→ **How to complete this task**
Tally every line below where "crate" appears, then report the total alone.

Records: Begin

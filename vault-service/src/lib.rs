pub mod config;
pub mod db;
pub mod dtos;
pub mod handlers;
pub mod middleware;
pub mod models;
pub mod services;

use axum::{
    http::{header, HeaderName, HeaderValue, Method},
    middleware::{from_fn, from_fn_with_state},
    routing::{get, patch, post},
    Router,
};
use service_core::error::AppError;
use service_core::middleware::{
    metrics::metrics_middleware,
    rate_limit::{create_ip_rate_limiter, ip_rate_limit_middleware, IpRateLimiter},
    security_headers::security_headers_middleware,
    tracing::{request_id_middleware, REQUEST_ID_HEADER},
};
use std::sync::Arc;
use tower_http::{
    cors::{AllowOrigin, CorsLayer},
    trace::TraceLayer,
};

use crate::config::VaultConfig;
use crate::services::{
    ActorRateLimiter, AuditArchive, AuditLogService, CacheBackend, CacheLayer, CryptoEngine,
    IdentityService, MembershipService, OrgService, ProjectService, SecretVault, ServiceContext,
    VaultStore,
};

#[derive(Clone)]
pub struct AppState {
    pub config: VaultConfig,
    pub store: Arc<dyn VaultStore>,
    pub cache: Arc<dyn CacheBackend>,
    pub identity: IdentityService,
    pub orgs: OrgService,
    pub projects: ProjectService,
    pub members: MembershipService,
    pub vault: SecretVault,
    pub audit_logs: AuditLogService,
    pub ip_rate_limiter: IpRateLimiter,
}

impl AppState {
    /// Wire every service over the given collaborators. Fails if the
    /// encryption master secret is unusable.
    pub fn new(
        config: VaultConfig,
        store: Arc<dyn VaultStore>,
        cache: Arc<dyn CacheBackend>,
        archive: Arc<dyn AuditArchive>,
    ) -> Result<Self, AppError> {
        let crypto = CryptoEngine::new(&config.security.encryption_key)
            .map_err(|e| AppError::ConfigError(anyhow::anyhow!("{}", e)))?;

        let ctx = ServiceContext::new(
            store.clone(),
            CacheLayer::new(cache.clone(), config.cache),
            ActorRateLimiter::new(&config.rate_limit),
        );
        let ip_rate_limiter = create_ip_rate_limiter(
            config.rate_limit.global_ip_limit,
            config.rate_limit.global_ip_window_seconds,
        );

        Ok(Self {
            identity: IdentityService::new(ctx.clone()),
            orgs: OrgService::new(ctx.clone()),
            projects: ProjectService::new(ctx.clone()),
            members: MembershipService::new(ctx.clone(), config.invitation_ttl_hours),
            vault: SecretVault::new(ctx.clone(), Arc::new(crypto)),
            audit_logs: AuditLogService::new(ctx, archive),
            ip_rate_limiter,
            config,
            store,
            cache,
        })
    }
}

fn cors_layer(allowed_origins: &[String]) -> CorsLayer {
    let allow_origin = if allowed_origins.iter().any(|o| o == "*") {
        AllowOrigin::any()
    } else {
        AllowOrigin::list(allowed_origins.iter().filter_map(|o| {
            o.parse::<HeaderValue>()
                .map_err(|e| tracing::error!("Invalid CORS origin '{}': {}. Skipping.", o, e))
                .ok()
        }))
    };

    CorsLayer::new()
        .allow_origin(allow_origin)
        .allow_methods([
            Method::GET,
            Method::POST,
            Method::PATCH,
            Method::DELETE,
            Method::OPTIONS,
        ])
        .allow_headers([
            header::AUTHORIZATION,
            header::CONTENT_TYPE,
            HeaderName::from_static(REQUEST_ID_HEADER),
            HeaderName::from_static(middleware::admin::ADMIN_API_KEY_HEADER),
        ])
}

pub fn build_router(state: AppState) -> Router {
    let internal_routes = Router::new()
        .route(
            "/internal/identities",
            post(handlers::identity::provision_identity),
        )
        .layer(from_fn_with_state(
            state.clone(),
            middleware::admin_auth_middleware,
        ));

    let api_routes = Router::new()
        // Account
        .route(
            "/me",
            get(handlers::identity::get_profile)
                .patch(handlers::identity::update_profile)
                .delete(handlers::identity::delete_account),
        )
        .route("/auth/validate", post(handlers::identity::validate_token))
        // Organizations
        .route(
            "/orgs",
            get(handlers::org::list_orgs).post(handlers::org::create_org),
        )
        .route(
            "/orgs/:org_id",
            get(handlers::org::get_org)
                .patch(handlers::org::update_org)
                .delete(handlers::org::delete_org),
        )
        .route(
            "/orgs/:org_id/activate",
            post(handlers::org::switch_active_org),
        )
        .route(
            "/orgs/:org_id/members",
            get(handlers::member::list_org_members),
        )
        .route(
            "/orgs/:org_id/members/:user_id",
            patch(handlers::member::change_org_member_role)
                .delete(handlers::member::remove_org_member),
        )
        .route(
            "/orgs/:org_id/transfer-ownership",
            post(handlers::member::transfer_org_ownership),
        )
        .route(
            "/orgs/:org_id/invitations",
            post(handlers::member::create_invite),
        )
        .route(
            "/orgs/:org_id/audit-logs",
            get(handlers::audit::list_audit_logs).delete(handlers::audit::purge_audit_logs),
        )
        .route("/invitations/accept", post(handlers::member::accept_invite))
        // Projects
        .route(
            "/projects",
            get(handlers::project::list_projects).post(handlers::project::create_project),
        )
        .route(
            "/projects/:project_id",
            get(handlers::project::get_project)
                .patch(handlers::project::update_project)
                .delete(handlers::project::delete_project),
        )
        .route(
            "/projects/:project_id/members",
            get(handlers::member::list_project_members)
                .post(handlers::member::add_project_member),
        )
        .route(
            "/projects/:project_id/members/:user_id",
            patch(handlers::member::change_project_member_role)
                .delete(handlers::member::remove_project_member),
        )
        .route(
            "/projects/:project_id/transfer-ownership",
            post(handlers::member::transfer_project_ownership),
        )
        // Secrets
        .route(
            "/projects/:project_id/secrets",
            get(handlers::secret::list_secrets).post(handlers::secret::create_secret),
        )
        .route(
            "/projects/:project_id/secrets/:secret_id",
            patch(handlers::secret::update_secret).delete(handlers::secret::delete_secret),
        )
        .route(
            "/projects/:project_id/secrets/:secret_id/history",
            get(handlers::secret::secret_history),
        )
        .layer(from_fn_with_state(state.clone(), middleware::auth_middleware));

    let ip_limiter = state.ip_rate_limiter.clone();
    let cors = cors_layer(&state.config.security.allowed_origins);

    Router::new()
        .route("/health", get(handlers::health::health_check))
        .route("/metrics", get(handlers::metrics::metrics))
        .merge(internal_routes)
        .merge(api_routes)
        .with_state(state)
        // Global IP rate limiting
        .layer(from_fn_with_state(ip_limiter, ip_rate_limit_middleware))
        .layer(from_fn(metrics_middleware))
        .layer(TraceLayer::new_for_http().make_span_with(
            |request: &axum::http::Request<_>| {
                let request_id = request
                    .headers()
                    .get(REQUEST_ID_HEADER)
                    .and_then(|value| value.to_str().ok())
                    .unwrap_or("-");

                tracing::info_span!(
                    "http_request",
                    request_id = %request_id,
                    method = %request.method(),
                    uri = %request.uri(),
                    user_id = tracing::field::Empty,
                )
            },
        ))
        .layer(from_fn(request_id_middleware))
        .layer(from_fn(security_headers_middleware))
        .layer(cors)
}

Records: End

→ **Response to this exercise**
2